I know you are worried, and it just goes to prove my point of how different the addict is, from the person who is really hidden under that addict and the desperate drug haze. I am sorry to say, that I will be surprised if you don't get any jail time. They are really taking these crimes seriously now and cracking down on them serverely.

I don't remember what state you said you are in, but there was a young woman, with a situation similar to yours, who had moved in with her parents across the street from us. She was single with two children and had a drug problem, as well as many others. I will not bother you with all the details of how she misused and abused our kindness, I will just leave it at saying that if she dropped dead tomorrow, we would not give one whit anymore. But anyway, her oldest son was sick and the doc had prescribed a children's cough syrup, since his cough wasn't responding to OTC meds. Well, she tried to say that when she got in the car, she dropped the scrip on the floor, it was wet and muddy and her boys stepped on it and the ink bleed a little, so she didn't change the scrip, "It just happened." LOL! (No offense to you, you are facing up to what you did!) Anyway, I am not sure how she thought that was going to explain it changing to a prescription for cough syrup with codeine, especially for a 3 year old, but she really did try that when she got caught.

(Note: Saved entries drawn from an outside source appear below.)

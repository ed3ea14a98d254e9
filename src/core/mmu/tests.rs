// SPDX-License-Identifier: Apache-2.0
// Copyright 2025 itsakeyfut
//
// Licensed under the Apache License, Version 2.0 (the "License");
// you may not use this file except in compliance with the License.
// You may obtain a copy of the License at
//
//     http://www.apache.org/licenses/LICENSE-2.0
//
// Unless required by applicable law or agreed to in writing, software
// distributed under the License is distributed on an "AS IS" BASIS,
// WITHOUT WARRANTIES OR CONDITIONS OF ANY KIND, either express or implied.
// See the License for the specific language governing permissions and
// limitations under the License.

use super::*;

const RW: PageFlags = PageFlags::VALID.union(PageFlags::DIRTY);

fn paged() -> Mmu {
    let mut mmu = Mmu::new(true);
    mmu.write_entry(0, TlbEntry::mapping(0x0040_0000, 1, 0x0010_0000, RW));
    mmu.write_entry(1, TlbEntry::mapping(0x0040_1000, 1, 0x0010_1000, PageFlags::VALID));
    mmu.write_entry(2, TlbEntry::mapping(0x0040_2000, 1, 0x0010_2000, RW | PageFlags::NO_EXEC));
    mmu.write_entry(3, TlbEntry::mapping(0x0040_3000, 1, 0x0010_3000, PageFlags::DIRTY));
    mmu.write_entry(4, TlbEntry::mapping(0xC000_0000, 0, 0x0020_0000, RW | PageFlags::GLOBAL));
    mmu.set_asid(1);
    mmu
}

fn fault(mmu: &mut Mmu, vaddr: u32, access: AccessKind, mode: PrivilegeMode) -> FaultKind {
    mmu.translate(vaddr, access, mode).unwrap_err().kind
}

#[test]
fn test_kseg0_kseg1_are_direct() {
    let mut mmu = paged();
    assert_eq!(
        mmu.translate(0x8001_2345, AccessKind::Read, PrivilegeMode::Kernel),
        Ok(0x0001_2345)
    );
    assert_eq!(
        mmu.translate(0xBFC0_0000, AccessKind::Fetch, PrivilegeMode::Kernel),
        Ok(0x1FC0_0000)
    );
}

#[test]
fn test_unpaged_kuseg_is_direct() {
    let mut mmu = Mmu::new(false);
    assert_eq!(
        mmu.translate(0x0001_0000, AccessKind::Write, PrivilegeMode::User),
        Ok(0x0001_0000)
    );
    assert_eq!(
        mmu.translate(0xC000_1000, AccessKind::Read, PrivilegeMode::Kernel),
        Ok(0x0000_1000)
    );
}

#[test]
fn test_user_mode_cannot_touch_kernel_segments() {
    let mut mmu = Mmu::new(false);
    assert_eq!(
        fault(&mut mmu, 0x8000_0000, AccessKind::Read, PrivilegeMode::User),
        FaultKind::AddressError
    );
    assert_eq!(
        fault(&mut mmu, 0xC000_0000, AccessKind::Fetch, PrivilegeMode::User),
        FaultKind::AddressError
    );
}

#[test]
fn test_mapped_translation() {
    let mut mmu = paged();
    assert_eq!(
        mmu.translate(0x0040_0ABC, AccessKind::Write, PrivilegeMode::User),
        Ok(0x0010_0ABC)
    );
    assert_eq!(
        mmu.translate(0xC000_0010, AccessKind::Read, PrivilegeMode::Kernel),
        Ok(0x0020_0010)
    );
}

#[test]
fn test_fault_kinds() {
    let mut mmu = paged();
    let user = PrivilegeMode::User;

    assert_eq!(fault(&mut mmu, 0x0050_0000, AccessKind::Read, user), FaultKind::TlbMiss);
    assert_eq!(fault(&mut mmu, 0x0040_1000, AccessKind::Write, user), FaultKind::Modified);
    assert_eq!(fault(&mut mmu, 0x0040_2000, AccessKind::Fetch, user), FaultKind::NoExecute);
    assert_eq!(fault(&mut mmu, 0x0040_3000, AccessKind::Read, user), FaultKind::Invalid);

    // Read-only page still reads, no-exec page still loads
    assert!(mmu.translate(0x0040_1000, AccessKind::Read, user).is_ok());
    assert!(mmu.translate(0x0040_2000, AccessKind::Read, user).is_ok());
}

#[test]
fn test_fault_reports_address_and_access() {
    let mut mmu = paged();
    let fault = mmu
        .translate(0x0050_0123, AccessKind::Write, PrivilegeMode::User)
        .unwrap_err();
    assert_eq!(fault.vaddr, 0x0050_0123);
    assert_eq!(fault.access, AccessKind::Write);
    assert!(fault.is_refill());
    assert!(fault.is_tlb());

    let mut mmu = paged();
    let fault = mmu
        .translate(0xC010_0000, AccessKind::Read, PrivilegeMode::Kernel)
        .unwrap_err();
    assert_eq!(fault.kind, FaultKind::TlbMiss);
    assert!(!fault.is_refill());
}

#[test]
fn test_misaligned_access() {
    let mut mmu = paged();
    let fault = mmu
        .translate_access(0x0040_0002, 4, AccessKind::Read, PrivilegeMode::User)
        .unwrap_err();
    assert_eq!(fault.kind, FaultKind::Misaligned);
    assert!(!fault.is_tlb());

    assert!(mmu
        .translate_access(0x0040_0002, 2, AccessKind::Read, PrivilegeMode::User)
        .is_ok());
}

#[test]
fn test_asid_isolation() {
    let mut mmu = paged();
    mmu.set_asid(2);
    assert_eq!(
        fault(&mut mmu, 0x0040_0000, AccessKind::Read, PrivilegeMode::User),
        FaultKind::TlbMiss
    );
    // Global entries ignore the ASID
    assert!(mmu
        .translate(0xC000_0000, AccessKind::Read, PrivilegeMode::Kernel)
        .is_ok());
}

#[test]
fn test_micro_tlb_hits_after_first_lookup() {
    let mut mmu = paged();
    mmu.translate(0x0040_0000, AccessKind::Read, PrivilegeMode::User)
        .unwrap();
    mmu.translate(0x0040_0004, AccessKind::Read, PrivilegeMode::User)
        .unwrap();

    let stats = mmu.stats();
    assert_eq!(stats.table_hits, 1);
    assert_eq!(stats.micro_hits, 1);
}

#[test]
fn test_tlb_write_invalidates_cached_translation() {
    let mut mmu = paged();
    assert_eq!(
        mmu.translate(0x0040_0000, AccessKind::Read, PrivilegeMode::User),
        Ok(0x0010_0000)
    );

    mmu.write_entry(0, TlbEntry::mapping(0x0040_0000, 1, 0x0030_0000, RW));
    assert_eq!(
        mmu.translate(0x0040_0000, AccessKind::Read, PrivilegeMode::User),
        Ok(0x0030_0000)
    );
}

#[test]
fn test_micro_tlb_round_robin() {
    let mut mmu = Mmu::new(true);
    for i in 0..6u32 {
        mmu.write_entry(
            i as usize,
            TlbEntry::mapping(0x0100_0000 + i * 0x1000, 0, 0x0100_0000 + i * 0x1000, RW),
        );
    }
    for i in 0..6u32 {
        mmu.translate(0x0100_0000 + i * 0x1000, AccessKind::Read, PrivilegeMode::Kernel)
            .unwrap();
    }
    // All six went to the table; the first two have been evicted since
    assert_eq!(mmu.stats().table_hits, 6);
    mmu.translate(0x0100_5000, AccessKind::Read, PrivilegeMode::Kernel)
        .unwrap();
    assert_eq!(mmu.stats().micro_hits, 1);
    mmu.translate(0x0100_0000, AccessKind::Read, PrivilegeMode::Kernel)
        .unwrap();
    assert_eq!(mmu.stats().table_hits, 7);
}

#[test]
fn test_probe() {
    let mmu = paged();
    assert_eq!(mmu.probe(0x0040_1000 | (1 << 6)), Some(1));
    assert_eq!(mmu.probe(0x0040_1000 | (2 << 6)), None);
    assert_eq!(mmu.probe(0xC000_0000 | (9 << 6)), Some(4));
}

#[test]
fn test_state_round_trip() {
    let mmu = paged();
    let state = mmu.state();

    let mut restored = Mmu::new(true);
    Mmu::validate(&state).unwrap();
    restored.restore(&state);
    assert_eq!(restored.asid(), 1);
    assert_eq!(restored.read_entry(0), mmu.read_entry(0));
    assert_eq!(
        restored.translate(0x0040_0004, AccessKind::Read, PrivilegeMode::User),
        Ok(0x0010_0004)
    );
}

#[test]
fn test_restore_rejects_wrong_entry_count() {
    let state = MmuState {
        entries: vec![TlbEntry::default(); 3],
        asid: 0,
    };
    assert!(Mmu::validate(&state).is_err());
}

Her situation was a little worse though, because she actually got the Codeine Couch Syrup. She went to one of the really small, family owned pharmacies and a young kid was working, and he filled it for her. Then when the kids dad, who was the head pharmacist came in and he saw the scrip in the file, he had a fit about him fillin a prescription for any narcotic substance that looked tampered with. The guy called her and said he would not press charges if she just returned the rest of the bottle, it hadn't been long enough for her son, if she was really giving it to him, to have taken more than one or two doses at first, heck, if she gave a 3 year old a Codeine Cough Syrup, he probably wouldn't wake up for the second dose for a few days.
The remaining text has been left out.